Specifically, Pachycephalosaurus, the bone-headed dinosaur, and her
long-crested cousin
Parasaurolophus
(pictured at right).
The previous night, I had been reading
The Know-It-All,
A. J. Jacob's entertaining account of his adventures reading the whole
Encyclopedia Britannica. I'd left off in the Ps, which included a very
short entry on Pachycephalosaurus (A.J. is not particularly into
dinosaurs).
Drifting along in a typical insomniac "I wish I could get back to sleep"

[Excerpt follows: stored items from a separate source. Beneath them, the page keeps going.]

// ============================================
// File: crates/iplink-core/src/checksum.rs
// ============================================
//! # Link Checksum
//!
//! ## Creation Reason
//! Provides the 32-bit non-cryptographic integrity code carried in the
//! trailer of every packet on the serial link.
//!
//! ## Main Functionality
//! - [`calc_checksum`]: rotate/XOR digest over a byte string
//! - [`packet_checksum`]: digest mixed with the frame-type byte
//!
//! ## ⚠️ Important Note for Next Developer
//! - This is a wire-compatibility constant. Both link peers must compute
//!   identical values, so the algorithm must never change, bit for bit.
//! - It is NOT cryptographic and detects corruption only, not tampering.
//!
//! ## Last Modified
//! v0.1.0 - Initial checksum implementation

/// Seed value for the digest.
const SEED: u32 = 0xAAAA_AAAA;

/// Computes the link checksum over a byte string.
///
/// Each input byte complements-and-rotates the accumulator by five bits and
/// is XORed in; every eighth byte (starting with the first) applies an extra
/// two-bit complement-rotate. The empty string yields the seed value.
///
/// # Example
/// ```
/// use iplink_core::checksum::calc_checksum;
///
/// assert_eq!(calc_checksum(&[]), 0xAAAA_AAAA);
/// assert_eq!(calc_checksum(&[0x01]), 0x5555_552E);
/// ```
#[must_use]
pub fn calc_checksum(buf: &[u8]) -> u32 {
    let mut cs = SEED;
    for (i, &byte) in buf.iter().enumerate() {
        cs = (!cs << 5) | (cs >> 27);
        cs ^= u32::from(byte);
        if i % 8 == 0 {
            cs = (!cs << 2) | (cs >> 30);
        }
    }
    cs
}

/// Computes the checksum carried in a packet trailer.
///
/// The payload digest is XORed with the frame-type byte so that a frame
/// whose type byte is corrupted fails validation even when the payload
/// survives intact.
#[must_use]
pub fn packet_checksum(frame_type: u8, payload: &[u8]) -> u32 {
    calc_checksum(payload) ^ u32::from(frame_type)
}

// ============================================
// Tests
// ============================================

#[cfg(test)]
mod tests {
    use super::*;

    #[test]
    fn test_empty_is_seed() {
        assert_eq!(calc_checksum(&[]), 0xAAAA_AAAA);
    }

    #[test]
    fn test_golden_values() {
        // Reference values both link peers must agree on.
        assert_eq!(calc_checksum(&[0x01]), 0x5555_552E);
        assert_eq!(calc_checksum(b"A"), 0x5555_542E);
        assert_eq!(calc_checksum(b"hello world"), 0x5580_BAA0);
        let seq: Vec<u8> = (0u8..16).collect();
        assert_eq!(calc_checksum(&seq), 0x3640_7C88);
        assert_eq!(calc_checksum(&[0xFF]), 0x5555_56D6);
        assert_eq!(calc_checksum(&[0x00; 8]), 0xAAAA_A955);
        assert_eq!(calc_checksum(&[0x00; 9]), 0x5554_AAAA);
    }

    #[test]
    fn test_deterministic() {
        let payload = b"the quick brown fox";
        assert_eq!(calc_checksum(payload), calc_checksum(payload));
    }

    #[test]
    fn test_position_sensitive() {
        assert_ne!(calc_checksum(b"ab"), calc_checksum(b"ba"));
        assert_eq!(calc_checksum(b"ab"), 0x5555_6A48);
        assert_eq!(calc_checksum(b"ba"), 0x5555_6BCB);
    }

    #[test]
    fn test_single_bit_flip_changes_result() {
        let payload = b"keepalive payload bytes";
        let reference = calc_checksum(payload);
        for i in 0..payload.len() {
            for bit in 0..8 {
                let mut mutated = payload.to_vec();
                mutated[i] ^= 1 << bit;
                assert_ne!(
                    calc_checksum(&mutated),
                    reference,
                    "flip of bit {bit} in byte {i} went undetected"
                );
            }
        }
    }

    #[test]
    fn test_packet_checksum_mixes_type() {
        let payload = [0x01];
        assert_eq!(packet_checksum(0x01, &payload), 0x5555_552F);
        assert_ne!(packet_checksum(0x01, &payload), packet_checksum(0x02, &payload));
    }
}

haze, I couldn't help noticing that Parasaurolophus was six syllables --
in fact, it was a double dactyl.
And that meant it was a prime candidate for my favorite verse form,
double-dactylic
doggerel, a form with fairly strict rules which require, among
other things, that the second line be a double-dactylic proper name.
And as double-dactylic junkies know, once you've noticed a
double-dactylic name, you can't rest until it's turned into a poem.
So now I couldn't sleep because I was thinking about Parasaurolophus.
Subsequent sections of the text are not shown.